2010-03-02 Thread Avery Pennarun
On Tue, Mar 2, 2010 at 9:54 PM, Jonathan Pryor jonpr...@vt.edu wrote:
 In short, SQLite (1) uses advisory file locking (as FileStream.Lock()
 provides under Mono), then (2) requires that all SQLite users actually
 use libsqlite.so (otherwise they won't use the internal management).

Well, I'm guessing the developer of libsqlite.so was not expecting
there to be other conflicting implementations of sqlite that would all
be accessing the same database.

So if the managed sqlite clone is supposed to be 100% interoperable
with the real sqlite (which I doubt it very important), it needs to do
exactly the same kind of locking, ie. your solution #3.  Otherwise, it
needs to do its own locking however it likes, your solution #1 or #2.

So I suppose I'm agreeing with your facts, but not your opinions...
I'm not sure what's so ugly about this solution.

 So if someone re-implements SQLite (or just cat(1)'s the file), they
 won't go through SQLites lock management, and they'll be none the wiser.

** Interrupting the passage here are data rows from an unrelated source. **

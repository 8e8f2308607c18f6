//! Workflow definition - the top-level YAML document.

use super::validation::{ValidationLimits, ValidationResult, WorkflowValidator};
use super::{ConnectionDefinition, NodeDefinition, WorkflowSettings};
use serde::{Deserialize, Serialize};
use std::collections::HashMap;

/// A complete workflow definition from YAML.
///
/// This is the top-level structure representing a GYRE workflow document.
///
/// # Example
///
/// ```yaml
/// name: threshold_refinement
/// version: "1.0"
/// description: Scale readings down until the average is acceptable
///
/// nodes:
///   source:
///     type: std::constant
///     config:
///       values: [110, 120, 130, 90, 80]
///
///   adjuster:
///     type: std::scale
///     config:
///       factor: 0.9
///
///   evaluator:
///     type: std::mean_check
///     config:
///       threshold: 100
///
/// connections:
///   - from: source.values
///     to: adjuster.values
///   - from: adjuster.values
///     to: evaluator.values
///     cycle: true
///     cycle_id: refine
///     max_iterations: 5
///   - from: evaluator.values
///     to: adjuster.values
///     cycle: true
///     cycle_id: refine
///     max_iterations: 5
///     convergence: "average <= 100"
/// ```
#[derive(Debug, Clone, Serialize, Deserialize)]
pub struct WorkflowDefinition {
    /// Workflow name (required).
    pub name: String,

    /// Workflow version (optional, defaults to "1.0").
    #[serde(default)]
    pub version: Option<String>,

    /// Human-readable description.
    #[serde(default)]
    pub description: Option<String>,

    /// Nodes in the workflow, keyed by node ID.
    #[serde(default)]
    pub nodes: HashMap<String, NodeDefinition>,

    /// Connections between nodes.
    #[serde(default)]
    pub connections: Vec<ConnectionDefinition>,

    /// Runtime settings.
    #[serde(default)]
    pub settings: WorkflowSettings,
}

impl WorkflowDefinition {
    /// Create a new workflow definition.
    pub fn new(name: impl Into<String>) -> Self {
        Self {
            name: name.into(),
            version: Some("1.0".to_string()),
            description: None,
            nodes: HashMap::new(),
            connections: Vec::new(),
            settings: WorkflowSettings::default(),
        }
    }

    /// Parse a workflow definition from YAML string.
    ///
    /// Note: This method does not validate size or depth limits.
    /// For untrusted input, use `from_yaml_validated`.
    pub fn from_yaml(yaml: &str) -> Result<Self, serde_yaml::Error> {
        serde_yaml::from_str(yaml)
    }

    /// Parse a workflow definition from YAML string with security limits.
    pub fn from_yaml_with_limits(
        yaml: &str,
        limits: &ValidationLimits,
    ) -> Result<Self, WorkflowLoadError> {
        // Content size is checked BEFORE parsing (DoS protection).
        limits
            .validate_content_size(yaml)
            .map_err(|e| WorkflowLoadError::LimitExceeded { error: e })?;

        let value: serde_yaml::Value =
            serde_yaml::from_str(yaml).map_err(|e| WorkflowLoadError::ParseString { source: e })?;

        limits
            .validate_nesting_depth(&value)
            .map_err(|e| WorkflowLoadError::LimitExceeded { error: e })?;

        serde_yaml::from_value(value).map_err(|e| WorkflowLoadError::ParseString { source: e })
    }

    /// Parse a workflow definition from a YAML file.
    pub fn from_file(path: &std::path::Path) -> Result<Self, WorkflowLoadError> {
        Self::from_file_with_limits(path, &ValidationLimits::default())
    }

    /// Parse a workflow definition from a YAML file with security limits.
    pub fn from_file_with_limits(
        path: &std::path::Path,
        limits: &ValidationLimits,
    ) -> Result<Self, WorkflowLoadError> {
        let metadata = std::fs::metadata(path).map_err(|e| WorkflowLoadError::Io {
            path: path.to_path_buf(),
            source: e,
        })?;

        if metadata.len() as usize > limits.max_file_size {
            return Err(WorkflowLoadError::LimitExceeded {
                error: super::validation::ValidationError::new(
                    super::validation::ValidationErrorKind::LimitExceeded,
                    "workflow",
                    format!(
                        "file size ({} bytes) exceeds maximum allowed ({} bytes)",
                        metadata.len(),
                        limits.max_file_size
                    ),
                ),
            });
        }

        let content = std::fs::read_to_string(path).map_err(|e| WorkflowLoadError::Io {
            path: path.to_path_buf(),
            source: e,
        })?;

        Self::from_yaml_with_limits(&content, limits)
    }

    /// Serialize to YAML string.
    pub fn to_yaml(&self) -> Result<String, serde_yaml::Error> {
        serde_yaml::to_string(self)
    }

    /// Validate the workflow definition.
    pub fn validate(&self) -> ValidationResult {
        WorkflowValidator::new().validate(self)
    }

    /// Parse and validate in one step with default limits.
    ///
    /// This is the recommended entry point for untrusted YAML: size and
    /// depth are checked before parsing, counts and semantics after.
    pub fn from_yaml_validated(yaml: &str) -> Result<Self, WorkflowLoadError> {
        Self::from_yaml_validated_with_limits(yaml, &ValidationLimits::default())
    }

    /// Parse and validate in one step with custom limits.
    pub fn from_yaml_validated_with_limits(
        yaml: &str,
        limits: &ValidationLimits,
    ) -> Result<Self, WorkflowLoadError> {
        let workflow = Self::from_yaml_with_limits(yaml, limits)?;

        WorkflowValidator::with_limits(limits.clone())
            .validate(&workflow)
            .map_err(|errors| WorkflowLoadError::Validation { errors })?;

        Ok(workflow)
    }

    /// Set version.
    pub fn with_version(mut self, version: impl Into<String>) -> Self {
        self.version = Some(version.into());
        self
    }

    /// Set description.
    pub fn with_description(mut self, desc: impl Into<String>) -> Self {
        self.description = Some(desc.into());
        self
    }

    /// Add a node.
    pub fn with_node(mut self, id: impl Into<String>, node: NodeDefinition) -> Self {
        self.nodes.insert(id.into(), node);
        self
    }

    /// Add a connection.
    pub fn with_connection(mut self, connection: ConnectionDefinition) -> Self {
        self.connections.push(connection);
        self
    }

    /// Set settings.
    pub fn with_settings(mut self, settings: WorkflowSettings) -> Self {
        self.settings = settings;
        self
    }

    /// Get the effective version (defaults to "1.0").
    pub fn effective_version(&self) -> &str {
        self.version.as_deref().unwrap_or("1.0")
    }

    /// Get a node by ID.
    pub fn get_node(&self, id: &str) -> Option<&NodeDefinition> {
        self.nodes.get(id)
    }

    /// Check if a node with the given ID exists.
    pub fn has_node(&self, id: &str) -> bool {
        self.nodes.contains_key(id)
    }

    /// Find connections from a given node.
    pub fn connections_from<'a>(&'a self, node_id: &'a str) -> impl Iterator<Item = &'a ConnectionDefinition> + 'a {
        self.connections
            .iter()
            .filter(move |c| c.from_node() == node_id)
    }

    /// Find connections to a given node.
    pub fn connections_to<'a>(&'a self, node_id: &'a str) -> impl Iterator<Item = &'a ConnectionDefinition> + 'a {
        self.connections
            .iter()
            .filter(move |c| c.to_node() == node_id)
    }

    /// Find cycle-marked connections belonging to a cycle group.
    pub fn cycle_connections<'a>(&'a self, cycle_id: &'a str) -> impl Iterator<Item = &'a ConnectionDefinition> + 'a {
        self.connections
            .iter()
            .filter(move |c| c.cycle && c.cycle_id.as_deref() == Some(cycle_id))
    }
}

/// Error loading a workflow definition.
#[derive(Debug)]
pub enum WorkflowLoadError {
    /// I/O error reading file.
    Io {
        /// Path to the file that couldn't be read.
        path: std::path::PathBuf,
        /// The underlying I/O error.
        source: std::io::Error,
    },
    /// YAML parse error.
    ParseString {
        /// The underlying YAML parse error.
        source: serde_yaml::Error,
    },
    /// Workflow validation failed with one or more errors.
    Validation {
        /// List of validation errors found in the workflow.
        errors: Vec<super::validation::ValidationError>,
    },
    /// Validation limit exceeded (size, depth, or count).
    LimitExceeded {
        /// The specific limit that was exceeded.
        error: super::validation::ValidationError,
    },
}

impl std::fmt::Display for WorkflowLoadError {
    fn fmt(&self, f: &mut std::fmt::Formatter<'_>) -> std::fmt::Result {
        match self {
            Self::Io { path, source } => {
                write!(
                    f,
                    "failed to read workflow file '{}': {}",
                    path.display(),
                    source
                )
            }
            Self::ParseString { source } => {
                write!(f, "failed to parse YAML: {}", source)
            }
            Self::Validation { errors } => {
                writeln!(
                    f,
                    "workflow validation failed with {} error(s):",
                    errors.len()
                )?;
                for error in errors {
                    writeln!(f, "  - {}", error)?;
                }
                Ok(())
            }
            Self::LimitExceeded { error } => {
                write!(f, "workflow validation limit exceeded: {}", error)
            }
        }
    }
}

impl std::error::Error for WorkflowLoadError {
    fn source(&self) -> Option<&(dyn std::error::Error + 'static)> {
        match self {
            Self::Io { source, .. } => Some(source),
            Self::ParseString { source } => Some(source),
            Self::Validation { .. } => None,
            Self::LimitExceeded { .. } => None,
        }
    }
}

#[cfg(test)]
mod tests {
    use super::*;
    use std::io::Write;

    const REFINEMENT_YAML: &str = r#"
name: threshold_refinement
version: "2.0"
description: Scale readings down until the average is acceptable

nodes:
  source:
    type: std::constant
    config:
      values: [110, 120, 130, 90, 80]

  adjuster:
    type: std::scale
    config:
      factor: 0.9

  evaluator:
    type: std::mean_check
    config:
      threshold: 100

connections:
  - from: source.values
    to: adjuster.values
  - from: adjuster.values
    to: evaluator.values
    cycle: true
    cycle_id: refine
    max_iterations: 5
  - from: evaluator.values
    to: adjuster.values
    cycle: true
    cycle_id: refine
    max_iterations: 5
    convergence: "average <= 100"

settings:
  max_concurrent_branches: 4
  node_timeout_ms: 10000
"#;

    #[test]
    fn parse_complete_workflow() {
        let workflow = WorkflowDefinition::from_yaml(REFINEMENT_YAML).unwrap();

        assert_eq!(workflow.name, "threshold_refinement");
        assert_eq!(workflow.version, Some("2.0".to_string()));

        assert_eq!(workflow.nodes.len(), 3);
        assert!(workflow.has_node("source"));
        assert!(workflow.has_node("adjuster"));
        assert!(workflow.has_node("evaluator"));

        assert_eq!(workflow.connections.len(), 3);
        let back_edge = &workflow.connections[2];
        assert!(back_edge.cycle);
        assert_eq!(back_edge.max_iterations, Some(5));

        assert_eq!(workflow.settings.max_concurrent_branches, 4);
        assert_eq!(workflow.settings.node_timeout_ms, 10000);
    }

    #[test]
    fn parse_minimal_workflow() {
        let yaml = "name: simple";
        let workflow = WorkflowDefinition::from_yaml(yaml).unwrap();
        assert_eq!(workflow.name, "simple");
        assert!(workflow.nodes.is_empty());
        assert!(workflow.connections.is_empty());
    }

    #[test]
    fn validated_parse_accepts_good_workflow() {
        assert!(WorkflowDefinition::from_yaml_validated(REFINEMENT_YAML).is_ok());
    }

    #[test]
    fn unbounded_cycle_rejected() {
        let yaml = r#"
name: bad
nodes:
  a:
    type: std::constant
  b:
    type: std::scale
connections:
  - from: a
    to: b
  - from: b
    to: a
    cycle: true
    cycle_id: loop
"#;
        let result = WorkflowDefinition::from_yaml_validated(yaml);
        let Err(WorkflowLoadError::Validation { errors }) = result else {
            panic!("expected validation failure");
        };
        assert!(errors.iter().any(|e| e.message.contains("max_iterations")));
    }

    #[test]
    fn malformed_convergence_rejected() {
        let yaml = r#"
name: bad
nodes:
  a:
    type: std::constant
  b:
    type: std::scale
connections:
  - from: a
    to: b
  - from: b
    to: a
    cycle: true
    cycle_id: loop
    max_iterations: 3
    convergence: "average <= "
"#;
        let result = WorkflowDefinition::from_yaml_validated(yaml);
        let Err(WorkflowLoadError::Validation { errors }) = result else {
            panic!("expected validation failure");
        };
        assert!(errors.iter().any(|e| e.location.contains("convergence")));
    }

    #[test]
    fn unknown_reference_rejected() {
        let yaml = r#"
name: bad
nodes:
  a:
    type: std::constant
connections:
  - from: a
    to: ghost
"#;
        let result = WorkflowDefinition::from_yaml_validated(yaml);
        assert!(matches!(
            result,
            Err(WorkflowLoadError::Validation { .. })
        ));
    }

    #[test]
    fn workflow_builder() {
        let workflow = WorkflowDefinition::new("built")
            .with_version("1.0.0")
            .with_description("Built programmatically")
            .with_node("a", NodeDefinition::new("std::constant"))
            .with_node("b", NodeDefinition::new("std::scale"))
            .with_connection(ConnectionDefinition::new("a", "b"));

        assert_eq!(workflow.name, "built");
        assert_eq!(workflow.nodes.len(), 2);
        assert_eq!(workflow.connections.len(), 1);
        assert!(workflow.validate().is_ok());
    }

    #[test]
    fn to_yaml_roundtrip() {
        let workflow = WorkflowDefinition::new("roundtrip")
            .with_node("a", NodeDefinition::new("std::constant"));

        let yaml = workflow.to_yaml().unwrap();
        let parsed = WorkflowDefinition::from_yaml(&yaml).unwrap();

        assert_eq!(parsed.name, "roundtrip");
        assert_eq!(parsed.nodes.len(), 1);
    }

    #[test]
    fn query_methods() {
        let workflow = WorkflowDefinition::from_yaml(REFINEMENT_YAML).unwrap();

        let from_evaluator: Vec<_> = workflow.connections_from("evaluator").collect();
        assert_eq!(from_evaluator.len(), 1);

        let to_adjuster: Vec<_> = workflow.connections_to("adjuster").collect();
        assert_eq!(to_adjuster.len(), 2);

        let cycle_edges: Vec<_> = workflow.cycle_connections("refine").collect();
        assert_eq!(cycle_edges.len(), 2);
    }

    #[test]
    fn from_file_reads_and_validates_size() {
        let mut file = tempfile::NamedTempFile::new().unwrap();
        write!(file, "{}", REFINEMENT_YAML).unwrap();

        let workflow = WorkflowDefinition::from_file(file.path()).unwrap();
        assert_eq!(workflow.name, "threshold_refinement");

        let tight = ValidationLimits {
            max_file_size: 8,
            ..Default::default()
        };
        let result = WorkflowDefinition::from_file_with_limits(file.path(), &tight);
        assert!(matches!(
            result,
            Err(WorkflowLoadError::LimitExceeded { .. })
        ));
    }
}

As it (arguably of course) should be.  People writing backup software
on Unix are much happier people than people writing backup software on
Windows.  And as a user, I'd prefer to have multiple
possibly-slightly-corrupted backups of my MS Exchange server or
virtual machine disks instead of the terrible surprise upon restoring
of finding out there were no backups (because mandatory locks rejected
me).

Mandatory locking isn't nearly as great as it sounds.